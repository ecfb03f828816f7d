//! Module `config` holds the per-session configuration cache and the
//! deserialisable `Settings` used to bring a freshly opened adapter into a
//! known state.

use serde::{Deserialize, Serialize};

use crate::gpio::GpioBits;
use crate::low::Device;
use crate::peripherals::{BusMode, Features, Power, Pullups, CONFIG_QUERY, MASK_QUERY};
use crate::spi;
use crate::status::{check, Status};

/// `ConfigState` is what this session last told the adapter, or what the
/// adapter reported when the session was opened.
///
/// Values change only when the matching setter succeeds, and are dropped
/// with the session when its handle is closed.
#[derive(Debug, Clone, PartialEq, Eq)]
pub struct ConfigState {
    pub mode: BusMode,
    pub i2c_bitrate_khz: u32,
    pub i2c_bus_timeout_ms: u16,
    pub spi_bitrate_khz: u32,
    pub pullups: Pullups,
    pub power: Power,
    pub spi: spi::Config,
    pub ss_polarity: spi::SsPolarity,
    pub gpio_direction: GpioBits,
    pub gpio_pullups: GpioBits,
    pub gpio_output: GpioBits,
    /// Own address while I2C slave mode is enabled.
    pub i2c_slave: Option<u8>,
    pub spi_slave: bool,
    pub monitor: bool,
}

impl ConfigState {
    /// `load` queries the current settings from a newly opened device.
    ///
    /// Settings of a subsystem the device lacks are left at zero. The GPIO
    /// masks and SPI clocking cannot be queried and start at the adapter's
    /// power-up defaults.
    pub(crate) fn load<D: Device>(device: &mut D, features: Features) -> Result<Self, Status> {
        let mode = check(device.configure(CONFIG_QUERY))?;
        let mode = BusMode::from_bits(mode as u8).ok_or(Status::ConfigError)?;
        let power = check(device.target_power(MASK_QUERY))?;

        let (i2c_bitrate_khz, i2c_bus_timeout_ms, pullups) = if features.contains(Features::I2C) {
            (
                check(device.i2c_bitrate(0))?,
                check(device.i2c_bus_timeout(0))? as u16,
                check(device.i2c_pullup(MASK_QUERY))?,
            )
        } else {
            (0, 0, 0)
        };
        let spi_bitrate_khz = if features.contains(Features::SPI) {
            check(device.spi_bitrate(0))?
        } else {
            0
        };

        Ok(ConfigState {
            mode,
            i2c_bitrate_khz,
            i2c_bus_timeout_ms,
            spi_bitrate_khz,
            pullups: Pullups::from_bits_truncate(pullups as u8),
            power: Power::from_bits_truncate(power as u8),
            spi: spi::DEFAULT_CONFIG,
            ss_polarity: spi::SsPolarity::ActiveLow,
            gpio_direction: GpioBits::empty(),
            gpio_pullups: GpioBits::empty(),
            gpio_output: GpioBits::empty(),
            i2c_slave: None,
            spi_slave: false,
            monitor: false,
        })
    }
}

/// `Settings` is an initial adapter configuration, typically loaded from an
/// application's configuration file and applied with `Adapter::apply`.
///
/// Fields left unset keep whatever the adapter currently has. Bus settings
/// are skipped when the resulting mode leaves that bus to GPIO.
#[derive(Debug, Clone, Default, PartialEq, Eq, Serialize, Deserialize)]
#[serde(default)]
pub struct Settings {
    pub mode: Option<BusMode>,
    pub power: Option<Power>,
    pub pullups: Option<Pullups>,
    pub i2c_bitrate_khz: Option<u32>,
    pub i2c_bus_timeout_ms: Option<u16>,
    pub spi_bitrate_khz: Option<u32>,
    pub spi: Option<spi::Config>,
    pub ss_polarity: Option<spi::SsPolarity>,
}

--

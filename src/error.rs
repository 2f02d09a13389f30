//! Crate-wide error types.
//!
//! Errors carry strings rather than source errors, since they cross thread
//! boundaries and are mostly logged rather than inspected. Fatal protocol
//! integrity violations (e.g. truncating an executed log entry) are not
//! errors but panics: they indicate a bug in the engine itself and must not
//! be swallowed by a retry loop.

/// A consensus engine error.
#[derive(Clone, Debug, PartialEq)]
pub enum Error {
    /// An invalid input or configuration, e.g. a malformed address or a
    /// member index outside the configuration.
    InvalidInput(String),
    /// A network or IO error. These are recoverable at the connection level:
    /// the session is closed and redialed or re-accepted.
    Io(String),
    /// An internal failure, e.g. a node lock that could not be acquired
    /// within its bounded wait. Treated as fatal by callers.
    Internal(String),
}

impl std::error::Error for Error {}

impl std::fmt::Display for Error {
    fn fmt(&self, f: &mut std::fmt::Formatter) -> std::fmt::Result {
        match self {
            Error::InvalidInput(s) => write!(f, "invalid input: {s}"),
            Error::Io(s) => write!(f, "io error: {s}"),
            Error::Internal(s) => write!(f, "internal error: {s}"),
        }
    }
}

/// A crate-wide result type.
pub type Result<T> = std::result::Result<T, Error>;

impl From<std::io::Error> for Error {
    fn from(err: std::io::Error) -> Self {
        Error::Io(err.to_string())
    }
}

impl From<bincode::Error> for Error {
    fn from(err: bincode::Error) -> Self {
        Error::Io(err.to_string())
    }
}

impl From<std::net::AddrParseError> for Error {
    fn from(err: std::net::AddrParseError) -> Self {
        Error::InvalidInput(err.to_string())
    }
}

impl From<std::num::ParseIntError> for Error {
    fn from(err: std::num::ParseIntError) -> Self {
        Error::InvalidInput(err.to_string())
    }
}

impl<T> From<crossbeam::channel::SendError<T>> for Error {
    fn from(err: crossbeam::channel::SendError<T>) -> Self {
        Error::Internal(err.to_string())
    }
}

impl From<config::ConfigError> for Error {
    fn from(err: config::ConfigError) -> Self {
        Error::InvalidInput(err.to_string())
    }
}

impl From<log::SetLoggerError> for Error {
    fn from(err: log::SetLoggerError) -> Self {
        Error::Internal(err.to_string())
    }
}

→ How to complete this task
Looking back over the records above, in how many lines does the word "Status" occur? Give the number alone.

→ Expected answer
3